The entries below should be output exactly as written.
§
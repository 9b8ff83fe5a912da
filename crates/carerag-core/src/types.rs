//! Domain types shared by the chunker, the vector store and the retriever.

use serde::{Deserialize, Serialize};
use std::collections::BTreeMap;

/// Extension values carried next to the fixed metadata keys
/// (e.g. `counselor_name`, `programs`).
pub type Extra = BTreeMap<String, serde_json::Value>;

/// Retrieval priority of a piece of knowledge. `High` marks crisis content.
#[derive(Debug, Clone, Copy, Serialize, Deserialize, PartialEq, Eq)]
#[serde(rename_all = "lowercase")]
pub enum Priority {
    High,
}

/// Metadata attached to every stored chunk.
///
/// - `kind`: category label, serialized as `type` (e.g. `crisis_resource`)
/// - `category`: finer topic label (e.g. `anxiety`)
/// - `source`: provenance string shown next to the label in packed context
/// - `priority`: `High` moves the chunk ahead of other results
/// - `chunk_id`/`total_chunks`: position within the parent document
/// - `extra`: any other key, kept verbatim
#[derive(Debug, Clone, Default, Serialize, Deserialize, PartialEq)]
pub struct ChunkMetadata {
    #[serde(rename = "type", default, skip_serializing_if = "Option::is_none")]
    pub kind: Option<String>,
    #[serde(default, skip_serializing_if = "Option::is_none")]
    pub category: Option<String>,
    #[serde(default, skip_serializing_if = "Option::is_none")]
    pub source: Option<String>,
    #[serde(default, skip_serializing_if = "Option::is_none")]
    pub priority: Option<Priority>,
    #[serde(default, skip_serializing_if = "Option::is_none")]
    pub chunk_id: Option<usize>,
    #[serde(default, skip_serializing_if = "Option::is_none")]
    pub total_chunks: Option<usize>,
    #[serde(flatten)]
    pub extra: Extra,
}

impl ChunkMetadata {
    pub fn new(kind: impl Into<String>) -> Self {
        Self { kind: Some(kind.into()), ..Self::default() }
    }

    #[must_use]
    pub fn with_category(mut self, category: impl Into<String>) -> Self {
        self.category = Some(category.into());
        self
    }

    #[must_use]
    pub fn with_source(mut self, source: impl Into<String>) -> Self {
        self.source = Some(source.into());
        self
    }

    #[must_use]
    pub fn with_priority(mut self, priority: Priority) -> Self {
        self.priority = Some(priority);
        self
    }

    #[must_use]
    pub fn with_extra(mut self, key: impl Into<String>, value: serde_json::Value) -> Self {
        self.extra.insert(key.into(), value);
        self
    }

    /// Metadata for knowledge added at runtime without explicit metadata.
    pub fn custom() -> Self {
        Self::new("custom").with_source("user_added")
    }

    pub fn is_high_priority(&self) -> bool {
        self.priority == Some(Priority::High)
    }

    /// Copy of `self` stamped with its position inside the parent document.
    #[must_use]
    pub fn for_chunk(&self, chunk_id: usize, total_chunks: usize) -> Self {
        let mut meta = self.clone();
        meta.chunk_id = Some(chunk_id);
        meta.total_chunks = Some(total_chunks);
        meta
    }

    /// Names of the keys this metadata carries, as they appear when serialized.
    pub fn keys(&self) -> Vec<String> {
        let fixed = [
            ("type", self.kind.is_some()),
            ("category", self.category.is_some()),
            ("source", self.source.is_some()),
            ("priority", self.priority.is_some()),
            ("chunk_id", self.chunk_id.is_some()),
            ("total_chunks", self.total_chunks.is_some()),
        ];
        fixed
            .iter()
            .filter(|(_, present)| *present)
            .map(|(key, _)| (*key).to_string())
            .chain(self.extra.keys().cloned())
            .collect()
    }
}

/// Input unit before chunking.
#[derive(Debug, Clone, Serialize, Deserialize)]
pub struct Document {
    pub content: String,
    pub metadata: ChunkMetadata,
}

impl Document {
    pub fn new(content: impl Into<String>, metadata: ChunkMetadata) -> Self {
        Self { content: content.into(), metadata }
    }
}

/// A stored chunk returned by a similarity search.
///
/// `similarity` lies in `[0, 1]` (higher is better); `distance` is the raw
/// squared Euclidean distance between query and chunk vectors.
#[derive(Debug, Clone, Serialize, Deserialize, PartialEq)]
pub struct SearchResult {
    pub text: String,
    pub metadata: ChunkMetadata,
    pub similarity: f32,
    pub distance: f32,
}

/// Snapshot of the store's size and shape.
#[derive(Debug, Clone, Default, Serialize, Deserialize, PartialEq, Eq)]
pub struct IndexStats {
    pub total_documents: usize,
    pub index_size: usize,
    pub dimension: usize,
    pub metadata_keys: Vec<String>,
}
§
Written solution:
repository 9b8ff83fe5a912da
filename crates/carerag-core/src/types.rs
//! Domain types shared by the chunker, the vector store and the retriever.

use serde::{Deserialize, Serialize};
use std::collections::BTreeMap;

/// Extension values carried next to the fixed metadata keys
/// (e.g. `counselor_name`, `programs`).
pub type Extra = BTreeMap<String, serde_json::Value>;

/// Retrieval priority of a piece of knowledge. `High` marks crisis content.
#[derive(Debug, Clone, Copy, Serialize, Deserialize, PartialEq, Eq)]
#[serde(rename_all = "lowercase")]
pub enum Priority {
    High,
}

/// Metadata attached to every stored chunk.
///
/// - `kind`: category label, serialized as `type` (e.g. `crisis_resource`)
/// - `category`: finer topic label (e.g. `anxiety`)
/// - `source`: provenance string shown next to the label in packed context
/// - `priority`: `High` moves the chunk ahead of other results
/// - `chunk_id`/`total_chunks`: position within the parent document
/// - `extra`: any other key, kept verbatim
#[derive(Debug, Clone, Default, Serialize, Deserialize, PartialEq)]
pub struct ChunkMetadata {
    #[serde(rename = "type", default, skip_serializing_if = "Option::is_none")]
    pub kind: Option<String>,
    #[serde(default, skip_serializing_if = "Option::is_none")]
    pub category: Option<String>,
    #[serde(default, skip_serializing_if = "Option::is_none")]
    pub source: Option<String>,
    #[serde(default, skip_serializing_if = "Option::is_none")]
    pub priority: Option<Priority>,
    #[serde(default, skip_serializing_if = "Option::is_none")]
    pub chunk_id: Option<usize>,
    #[serde(default, skip_serializing_if = "Option::is_none")]
    pub total_chunks: Option<usize>,
    #[serde(flatten)]
    pub extra: Extra,
}

impl ChunkMetadata {
    pub fn new(kind: impl Into<String>) -> Self {
        Self { kind: Some(kind.into()), ..Self::default() }
    }

    #[must_use]
    pub fn with_category(mut self, category: impl Into<String>) -> Self {
        self.category = Some(category.into());
        self
    }

    #[must_use]
    pub fn with_source(mut self, source: impl Into<String>) -> Self {
        self.source = Some(source.into());
        self
    }

    #[must_use]
    pub fn with_priority(mut self, priority: Priority) -> Self {
        self.priority = Some(priority);
        self
    }

    #[must_use]
    pub fn with_extra(mut self, key: impl Into<String>, value: serde_json::Value) -> Self {
        self.extra.insert(key.into(), value);
        self
    }

    /// Metadata for knowledge added at runtime without explicit metadata.
    pub fn custom() -> Self {
        Self::new("custom").with_source("user_added")
    }

    pub fn is_high_priority(&self) -> bool {
        self.priority == Some(Priority::High)
    }

    /// Copy of `self` stamped with its position inside the parent document.
    #[must_use]
    pub fn for_chunk(&self, chunk_id: usize, total_chunks: usize) -> Self {
        let mut meta = self.clone();
        meta.chunk_id = Some(chunk_id);
        meta.total_chunks = Some(total_chunks);
        meta
    }

    /// Names of the keys this metadata carries, as they appear when serialized.
    pub fn keys(&self) -> Vec<String> {
        let fixed = [
            ("type", self.kind.is_some()),
            ("category", self.category.is_some()),
            ("source", self.source.is_some()),
            ("priority", self.priority.is_some()),
            ("chunk_id", self.chunk_id.is_some()),
            ("total_chunks", self.total_chunks.is_some()),
        ];
        fixed
            .iter()
            .filter(|(_, present)| *present)
            .map(|(key, _)| (*key).to_string())
            .chain(self.extra.keys().cloned())
            .collect()
    }
}

/// Input unit before chunking.
#[derive(Debug, Clone, Serialize, Deserialize)]
pub struct Document {
    pub content: String,
    pub metadata: ChunkMetadata,
}

impl Document {
    pub fn new(content: impl Into<String>, metadata: ChunkMetadata) -> Self {
        Self { content: content.into(), metadata }
    }
}

/// A stored chunk returned by a similarity search.
///
/// `similarity` lies in `[0, 1]` (higher is better); `distance` is the raw
/// squared Euclidean distance between query and chunk vectors.
#[derive(Debug, Clone, Serialize, Deserialize, PartialEq)]
pub struct SearchResult {
    pub text: String,
    pub metadata: ChunkMetadata,
    pub similarity: f32,
    pub distance: f32,
}

/// Snapshot of the store's size and shape.
#[derive(Debug, Clone, Default, Serialize, Deserialize, PartialEq, Eq)]
pub struct IndexStats {
    pub total_documents: usize,
    pub index_size: usize,
    pub dimension: usize,
    pub metadata_keys: Vec<String>,
}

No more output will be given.